» Exercise description: Repeat the listing below in full, keeping each word as given.

» The data:

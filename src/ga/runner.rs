//! Evolutionary loop execution.
//!
//! [`TspRunner`] orchestrates the complete process:
//! initialization → evaluation → elite reorder → breeding → mutation →
//! evaluation → … until the generation cap, convergence or cancellation.

use super::config::TspConfig;
use super::fitness::evaluate;
use super::operators::{crossover, mutate};
use super::selection::select_parents;
use super::types::{Population, Tour};
use crate::error::{Result, TspError};
use crate::geometry::{generate_cities, City};
use crate::report::{Finished, Improvement, Reporter};
use rand::rngs::StdRng;
use rand::{Rng, SeedableRng};
use std::collections::HashSet;
use std::sync::atomic::{AtomicBool, Ordering};
use std::sync::Arc;
use tracing::{debug, info, instrument};

/// Why the evolutionary loop stopped.
#[derive(Debug, Clone, Copy, PartialEq, Eq)]
#[cfg_attr(feature = "serde", derive(serde::Serialize, serde::Deserialize))]
pub enum Termination {
    /// The generation cap was reached.
    Iterations,
    /// `base_distance / best_distance` fell to or below the improvement factor.
    Converged,
    /// The cancellation flag was raised.
    Cancelled,
}

/// Result of an optimization run.
#[derive(Debug, Clone)]
pub struct TspResult {
    /// The shortest tour found during the entire run.
    pub best: Tour,

    /// Total distance of `best`.
    pub best_distance: f64,

    /// Shortest distance in the initial random population.
    pub initial_distance: f64,

    /// Number of generations executed.
    pub generations: usize,

    /// Why the loop stopped.
    pub termination: Termination,

    /// Best-ever distance after initialization and after each generation.
    pub distance_history: Vec<f64>,
}

/// Executes the genetic algorithm.
///
/// # Usage
///
/// ```
/// use u_tsp::ga::{TspConfig, TspRunner};
/// use u_tsp::report::NullReporter;
///
/// let config = TspConfig::default().with_iterations(50).with_seed(42);
/// let result = TspRunner::run_generated(&config, &mut NullReporter).unwrap();
/// assert!(result.best_distance <= result.initial_distance);
/// ```
pub struct TspRunner;

impl TspRunner {
    /// Runs the optimizer over `cities`, seeding the RNG from the config.
    pub fn run<Rep: Reporter>(
        cities: &[City],
        config: &TspConfig,
        reporter: &mut Rep,
    ) -> Result<TspResult> {
        Self::run_with_cancel(cities, config, reporter, None)
    }

    /// Generates `config.cities_in_tour` random cities inside
    /// `config.map_boundary` and optimizes over them.
    pub fn run_generated<Rep: Reporter>(config: &TspConfig, reporter: &mut Rep) -> Result<TspResult> {
        config.validate()?;
        let mut rng = create_rng(config.seed);
        let cities = generate_cities(config.cities_in_tour, config.map_boundary, &mut rng);
        Self::run_with_rng(&cities, config, &mut rng, reporter, None)
    }

    /// Runs with an optional cancellation token.
    ///
    /// If `cancel` is `Some` and the flag is set to `true`, the loop stops
    /// before starting the next generation and returns the best tour found
    /// so far. This is an extension on top of the generation cap, which
    /// still bounds every run; [`run`](Self::run) passes no token.
    pub fn run_with_cancel<Rep: Reporter>(
        cities: &[City],
        config: &TspConfig,
        reporter: &mut Rep,
        cancel: Option<Arc<AtomicBool>>,
    ) -> Result<TspResult> {
        let mut rng = create_rng(config.seed);
        Self::run_with_rng(cities, config, &mut rng, reporter, cancel.as_deref())
    }

    /// Runs with a caller-supplied random source.
    ///
    /// `config.seed` is ignored; all randomness comes from `rng`.
    #[instrument(
        level = "debug",
        skip_all,
        fields(cities = cities.len(), population = config.population_size)
    )]
    pub fn run_with_rng<R: Rng, Rep: Reporter>(
        cities: &[City],
        config: &TspConfig,
        rng: &mut R,
        reporter: &mut Rep,
        cancel: Option<&AtomicBool>,
    ) -> Result<TspResult> {
        config.validate()?;
        check_cities(cities, config)?;

        let elites = config.number_of_elites;

        // Init + first evaluation
        let mut population = Population::from_cities(cities, config.population_size, rng);
        let (mut best_idx, initial_distance) =
            evaluate(population.tours_mut(), config.scalar, config.parallel)?;

        let mut base_distance = initial_distance;
        let mut best = population.get(best_idx).clone();
        let mut distance_history = Vec::with_capacity(config.iterations + 1);
        distance_history.push(base_distance);

        info!(distance = initial_distance, "initial population evaluated");
        reporter.on_start(initial_distance);

        let mut generations = 0;
        let mut termination = Termination::Iterations;

        for gen in 1..=config.iterations {
            if cancel.is_some_and(|flag| flag.load(Ordering::Relaxed)) {
                termination = Termination::Cancelled;
                break;
            }

            // Reorder-elite: the fittest tour survives in slot 0
            population.promote(best_idx);

            // Breed from an immutable view of the ranked population
            let offspring = breed(&population, config, rng)?;
            population.replace_tail(elites, offspring);

            mutate(population.tours_mut(), elites, config.mutation_rate, rng);

            let (gen_best_idx, best_distance) =
                evaluate(population.tours_mut(), config.scalar, config.parallel)?;
            best_idx = gen_best_idx;
            generations = gen;

            if best_distance < base_distance {
                base_distance = best_distance;
                best = population.get(best_idx).clone();
                reporter.on_improvement(&Improvement {
                    generation: gen,
                    labels: best.labels(),
                    distance: best_distance,
                });
            }
            distance_history.push(base_distance);

            debug!(generation = gen, best_distance, base_distance, "generation complete");

            if base_distance / best_distance <= config.improvement_factor {
                termination = Termination::Converged;
                break;
            }
        }

        let finished = Finished {
            best_distance: base_distance,
            generations,
            termination,
        };
        info!(
            distance = base_distance,
            generations,
            termination = ?termination,
            "optimization finished"
        );
        reporter.on_finish(&finished);

        Ok(TspResult {
            best,
            best_distance: base_distance,
            initial_distance,
            generations,
            termination,
            distance_history,
        })
    }
}

/// Creates the run's RNG: seeded if `seed` is set, from entropy otherwise.
pub fn create_rng(seed: Option<u64>) -> StdRng {
    match seed {
        Some(seed) => StdRng::seed_from_u64(seed),
        None => StdRng::seed_from_u64(rand::random()),
    }
}

/// Produces the non-elite offspring for the next generation.
fn breed<R: Rng>(population: &Population, config: &TspConfig, rng: &mut R) -> Result<Vec<Tour>> {
    let tours = population.tours();
    (0..config.offspring_count())
        .map(|_| {
            let parents = select_parents(tours, config.parent_pool_size, rng)?;
            crossover(parents, rng)
        })
        .collect()
}

/// Rejects a city list that does not match the configuration.
fn check_cities(cities: &[City], config: &TspConfig) -> Result<()> {
    if cities.len() != config.cities_in_tour {
        return Err(TspError::CityCountMismatch {
            expected: config.cities_in_tour,
            actual: cities.len(),
        });
    }
    let mut seen = HashSet::with_capacity(cities.len());
    for city in cities {
        if !seen.insert(city.label()) {
            return Err(TspError::DuplicateCity(city.label().to_string()));
        }
    }
    Ok(())
}

// ============================================================================
// Tests
// ============================================================================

» Response for this exercise:
filename src/ga/runner.rs
//! Evolutionary loop execution.
//!
//! [`TspRunner`] orchestrates the complete process:
//! initialization → evaluation → elite reorder → breeding → mutation →
//! evaluation → … until the generation cap, convergence or cancellation.

use super::config::TspConfig;
use super::fitness::evaluate;
use super::operators::{crossover, mutate};
use super::selection::select_parents;
use super::types::{Population, Tour};
use crate::error::{Result, TspError};
use crate::geometry::{generate_cities, City};
use crate::report::{Finished, Improvement, Reporter};
use rand::rngs::StdRng;
use rand::{Rng, SeedableRng};
use std::collections::HashSet;
use std::sync::atomic::{AtomicBool, Ordering};
use std::sync::Arc;
use tracing::{debug, info, instrument};

/// Why the evolutionary loop stopped.
#[derive(Debug, Clone, Copy, PartialEq, Eq)]
#[cfg_attr(feature = "serde", derive(serde::Serialize, serde::Deserialize))]
pub enum Termination {
    /// The generation cap was reached.
    Iterations,
    /// `base_distance / best_distance` fell to or below the improvement factor.
    Converged,
    /// The cancellation flag was raised.
    Cancelled,
}

/// Result of an optimization run.
#[derive(Debug, Clone)]
pub struct TspResult {
    /// The shortest tour found during the entire run.
    pub best: Tour,

    /// Total distance of `best`.
    pub best_distance: f64,

    /// Shortest distance in the initial random population.
    pub initial_distance: f64,

    /// Number of generations executed.
    pub generations: usize,

    /// Why the loop stopped.
    pub termination: Termination,

    /// Best-ever distance after initialization and after each generation.
    pub distance_history: Vec<f64>,
}

/// Executes the genetic algorithm.
///
/// # Usage
///
/// ```
/// use u_tsp::ga::{TspConfig, TspRunner};
/// use u_tsp::report::NullReporter;
///
/// let config = TspConfig::default().with_iterations(50).with_seed(42);
/// let result = TspRunner::run_generated(&config, &mut NullReporter).unwrap();
/// assert!(result.best_distance <= result.initial_distance);
/// ```
pub struct TspRunner;

impl TspRunner {
    /// Runs the optimizer over `cities`, seeding the RNG from the config.
    pub fn run<Rep: Reporter>(
        cities: &[City],
        config: &TspConfig,
        reporter: &mut Rep,
    ) -> Result<TspResult> {
        Self::run_with_cancel(cities, config, reporter, None)
    }

    /// Generates `config.cities_in_tour` random cities inside
    /// `config.map_boundary` and optimizes over them.
    pub fn run_generated<Rep: Reporter>(config: &TspConfig, reporter: &mut Rep) -> Result<TspResult> {
        config.validate()?;
        let mut rng = create_rng(config.seed);
        let cities = generate_cities(config.cities_in_tour, config.map_boundary, &mut rng);
        Self::run_with_rng(&cities, config, &mut rng, reporter, None)
    }

    /// Runs with an optional cancellation token.
    ///
    /// If `cancel` is `Some` and the flag is set to `true`, the loop stops
    /// before starting the next generation and returns the best tour found
    /// so far. This is an extension on top of the generation cap, which
    /// still bounds every run; [`run`](Self::run) passes no token.
    pub fn run_with_cancel<Rep: Reporter>(
        cities: &[City],
        config: &TspConfig,
        reporter: &mut Rep,
        cancel: Option<Arc<AtomicBool>>,
    ) -> Result<TspResult> {
        let mut rng = create_rng(config.seed);
        Self::run_with_rng(cities, config, &mut rng, reporter, cancel.as_deref())
    }

    /// Runs with a caller-supplied random source.
    ///
    /// `config.seed` is ignored; all randomness comes from `rng`.
    #[instrument(
        level = "debug",
        skip_all,
        fields(cities = cities.len(), population = config.population_size)
    )]
    pub fn run_with_rng<R: Rng, Rep: Reporter>(
        cities: &[City],
        config: &TspConfig,
        rng: &mut R,
        reporter: &mut Rep,
        cancel: Option<&AtomicBool>,
    ) -> Result<TspResult> {
        config.validate()?;
        check_cities(cities, config)?;

        let elites = config.number_of_elites;

        // Init + first evaluation
        let mut population = Population::from_cities(cities, config.population_size, rng);
        let (mut best_idx, initial_distance) =
            evaluate(population.tours_mut(), config.scalar, config.parallel)?;

        let mut base_distance = initial_distance;
        let mut best = population.get(best_idx).clone();
        let mut distance_history = Vec::with_capacity(config.iterations + 1);
        distance_history.push(base_distance);

        info!(distance = initial_distance, "initial population evaluated");
        reporter.on_start(initial_distance);

        let mut generations = 0;
        let mut termination = Termination::Iterations;

        for gen in 1..=config.iterations {
            if cancel.is_some_and(|flag| flag.load(Ordering::Relaxed)) {
                termination = Termination::Cancelled;
                break;
            }

            // Reorder-elite: the fittest tour survives in slot 0
            population.promote(best_idx);

            // Breed from an immutable view of the ranked population
            let offspring = breed(&population, config, rng)?;
            population.replace_tail(elites, offspring);

            mutate(population.tours_mut(), elites, config.mutation_rate, rng);

            let (gen_best_idx, best_distance) =
                evaluate(population.tours_mut(), config.scalar, config.parallel)?;
            best_idx = gen_best_idx;
            generations = gen;

            if best_distance < base_distance {
                base_distance = best_distance;
                best = population.get(best_idx).clone();
                reporter.on_improvement(&Improvement {
                    generation: gen,
                    labels: best.labels(),
                    distance: best_distance,
                });
            }
            distance_history.push(base_distance);

            debug!(generation = gen, best_distance, base_distance, "generation complete");

            if base_distance / best_distance <= config.improvement_factor {
                termination = Termination::Converged;
                break;
            }
        }

        let finished = Finished {
            best_distance: base_distance,
            generations,
            termination,
        };
        info!(
            distance = base_distance,
            generations,
            termination = ?termination,
            "optimization finished"
        );
        reporter.on_finish(&finished);

        Ok(TspResult {
            best,
            best_distance: base_distance,
            initial_distance,
            generations,
            termination,
            distance_history,
        })
    }
}

/// Creates the run's RNG: seeded if `seed` is set, from entropy otherwise.
pub fn create_rng(seed: Option<u64>) -> StdRng {
    match seed {
        Some(seed) => StdRng::seed_from_u64(seed),
        None => StdRng::seed_from_u64(rand::random()),
    }
}

/// Produces the non-elite offspring for the next generation.
fn breed<R: Rng>(population: &Population, config: &TspConfig, rng: &mut R) -> Result<Vec<Tour>> {
    let tours = population.tours();
    (0..config.offspring_count())
        .map(|_| {
            let parents = select_parents(tours, config.parent_pool_size, rng)?;
            crossover(parents, rng)
        })
        .collect()
}

/// Rejects a city list that does not match the configuration.
fn check_cities(cities: &[City], config: &TspConfig) -> Result<()> {
    if cities.len() != config.cities_in_tour {
        return Err(TspError::CityCountMismatch {
            expected: config.cities_in_tour,
            actual: cities.len(),
        });
    }
    let mut seen = HashSet::with_capacity(cities.len());
    for city in cities {
        if !seen.insert(city.label()) {
            return Err(TspError::DuplicateCity(city.label().to_string()));
        }
    }
    Ok(())
}

// ============================================================================
// Tests
// ============================================================================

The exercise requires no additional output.